Exercise requirements: Each line of the records below that holds "push" should be copied out.

Records contained in a dataset:
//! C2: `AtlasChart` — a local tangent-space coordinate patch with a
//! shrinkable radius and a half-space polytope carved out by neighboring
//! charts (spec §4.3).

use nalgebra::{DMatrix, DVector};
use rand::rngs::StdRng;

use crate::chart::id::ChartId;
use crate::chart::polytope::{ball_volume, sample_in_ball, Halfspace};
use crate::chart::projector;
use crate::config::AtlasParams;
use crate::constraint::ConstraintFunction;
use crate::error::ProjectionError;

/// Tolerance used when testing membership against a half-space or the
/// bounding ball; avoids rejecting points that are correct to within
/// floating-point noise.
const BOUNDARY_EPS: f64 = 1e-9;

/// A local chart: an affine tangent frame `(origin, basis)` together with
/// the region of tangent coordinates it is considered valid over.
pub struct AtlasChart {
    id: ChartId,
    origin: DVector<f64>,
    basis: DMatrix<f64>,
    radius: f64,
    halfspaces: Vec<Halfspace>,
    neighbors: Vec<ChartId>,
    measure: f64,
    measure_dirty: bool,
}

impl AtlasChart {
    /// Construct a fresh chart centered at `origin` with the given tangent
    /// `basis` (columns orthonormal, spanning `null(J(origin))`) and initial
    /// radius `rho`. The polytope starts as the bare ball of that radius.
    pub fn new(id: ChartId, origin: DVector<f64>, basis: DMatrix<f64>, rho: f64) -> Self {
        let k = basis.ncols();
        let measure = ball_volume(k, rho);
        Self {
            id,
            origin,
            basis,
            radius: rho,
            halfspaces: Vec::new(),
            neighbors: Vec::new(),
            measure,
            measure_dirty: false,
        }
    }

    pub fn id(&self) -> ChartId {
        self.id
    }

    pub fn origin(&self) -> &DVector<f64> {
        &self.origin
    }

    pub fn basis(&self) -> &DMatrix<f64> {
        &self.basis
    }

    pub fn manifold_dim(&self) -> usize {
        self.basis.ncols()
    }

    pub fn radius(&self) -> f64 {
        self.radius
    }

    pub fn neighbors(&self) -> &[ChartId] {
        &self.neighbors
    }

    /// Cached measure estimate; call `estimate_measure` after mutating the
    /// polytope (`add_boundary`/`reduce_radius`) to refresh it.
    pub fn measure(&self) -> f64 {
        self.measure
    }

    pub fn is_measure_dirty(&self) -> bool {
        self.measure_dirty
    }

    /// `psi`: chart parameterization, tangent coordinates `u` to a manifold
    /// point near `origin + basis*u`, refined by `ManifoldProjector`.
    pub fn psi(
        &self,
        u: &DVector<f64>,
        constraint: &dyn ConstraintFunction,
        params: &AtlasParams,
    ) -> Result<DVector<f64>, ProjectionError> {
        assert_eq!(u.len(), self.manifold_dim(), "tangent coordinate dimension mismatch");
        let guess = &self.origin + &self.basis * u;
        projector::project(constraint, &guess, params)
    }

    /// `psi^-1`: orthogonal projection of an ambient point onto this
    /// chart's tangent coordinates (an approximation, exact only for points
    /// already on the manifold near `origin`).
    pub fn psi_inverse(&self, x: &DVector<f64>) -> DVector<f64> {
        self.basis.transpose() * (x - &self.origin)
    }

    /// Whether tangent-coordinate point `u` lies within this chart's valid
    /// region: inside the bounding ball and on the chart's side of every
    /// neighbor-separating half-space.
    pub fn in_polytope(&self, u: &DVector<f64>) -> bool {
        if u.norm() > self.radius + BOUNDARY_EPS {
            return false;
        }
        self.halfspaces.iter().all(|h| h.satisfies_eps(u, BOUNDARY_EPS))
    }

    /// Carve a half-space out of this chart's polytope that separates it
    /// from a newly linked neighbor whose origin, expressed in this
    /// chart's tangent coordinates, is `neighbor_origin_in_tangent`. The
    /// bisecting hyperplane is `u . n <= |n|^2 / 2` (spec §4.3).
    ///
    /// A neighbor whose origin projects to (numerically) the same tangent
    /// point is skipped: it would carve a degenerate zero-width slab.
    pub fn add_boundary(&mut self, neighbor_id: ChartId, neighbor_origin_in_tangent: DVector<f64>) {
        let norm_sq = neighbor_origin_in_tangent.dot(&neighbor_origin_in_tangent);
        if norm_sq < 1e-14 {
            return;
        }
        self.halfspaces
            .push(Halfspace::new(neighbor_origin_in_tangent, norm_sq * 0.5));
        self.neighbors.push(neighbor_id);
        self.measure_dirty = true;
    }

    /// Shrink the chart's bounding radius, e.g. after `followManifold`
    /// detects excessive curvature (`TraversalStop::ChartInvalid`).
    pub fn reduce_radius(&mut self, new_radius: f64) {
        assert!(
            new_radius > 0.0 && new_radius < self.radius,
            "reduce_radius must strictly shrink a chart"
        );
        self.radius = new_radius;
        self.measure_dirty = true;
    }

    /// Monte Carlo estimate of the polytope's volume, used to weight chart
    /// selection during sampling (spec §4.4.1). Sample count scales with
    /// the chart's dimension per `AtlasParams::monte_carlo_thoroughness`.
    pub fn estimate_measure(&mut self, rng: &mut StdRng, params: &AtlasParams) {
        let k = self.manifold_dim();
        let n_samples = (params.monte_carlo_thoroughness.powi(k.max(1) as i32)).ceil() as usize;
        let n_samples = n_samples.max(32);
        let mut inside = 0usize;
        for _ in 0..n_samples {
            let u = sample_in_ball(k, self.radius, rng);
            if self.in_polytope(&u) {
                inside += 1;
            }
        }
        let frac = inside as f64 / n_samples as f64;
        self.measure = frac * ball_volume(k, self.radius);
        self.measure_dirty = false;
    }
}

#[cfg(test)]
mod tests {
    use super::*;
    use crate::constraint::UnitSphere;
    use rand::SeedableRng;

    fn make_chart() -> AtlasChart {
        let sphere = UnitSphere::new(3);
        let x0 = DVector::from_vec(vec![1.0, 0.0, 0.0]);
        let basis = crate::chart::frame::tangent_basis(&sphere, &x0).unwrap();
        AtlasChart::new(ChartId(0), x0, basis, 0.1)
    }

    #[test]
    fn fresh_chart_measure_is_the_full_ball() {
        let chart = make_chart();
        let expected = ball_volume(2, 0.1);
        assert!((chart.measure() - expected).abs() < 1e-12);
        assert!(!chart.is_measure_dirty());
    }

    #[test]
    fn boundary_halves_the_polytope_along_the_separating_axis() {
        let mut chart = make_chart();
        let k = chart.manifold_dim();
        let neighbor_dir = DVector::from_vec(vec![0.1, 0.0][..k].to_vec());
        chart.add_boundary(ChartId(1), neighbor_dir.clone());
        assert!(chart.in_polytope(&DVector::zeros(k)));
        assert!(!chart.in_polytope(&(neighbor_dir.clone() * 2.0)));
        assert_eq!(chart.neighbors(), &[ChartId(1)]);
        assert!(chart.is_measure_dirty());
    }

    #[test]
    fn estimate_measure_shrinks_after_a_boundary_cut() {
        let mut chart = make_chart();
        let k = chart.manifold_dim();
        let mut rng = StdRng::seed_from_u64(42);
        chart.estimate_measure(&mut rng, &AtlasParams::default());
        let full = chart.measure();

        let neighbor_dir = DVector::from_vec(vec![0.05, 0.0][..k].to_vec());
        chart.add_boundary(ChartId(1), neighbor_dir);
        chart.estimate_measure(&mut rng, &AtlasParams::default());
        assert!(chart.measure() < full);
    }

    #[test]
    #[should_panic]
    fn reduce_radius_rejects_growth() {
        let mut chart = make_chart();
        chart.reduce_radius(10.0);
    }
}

Answer section:
            .push(Halfspace::new(neighbor_origin_in_tangent, norm_sq * 0.5));
        self.neighbors.push(neighbor_id);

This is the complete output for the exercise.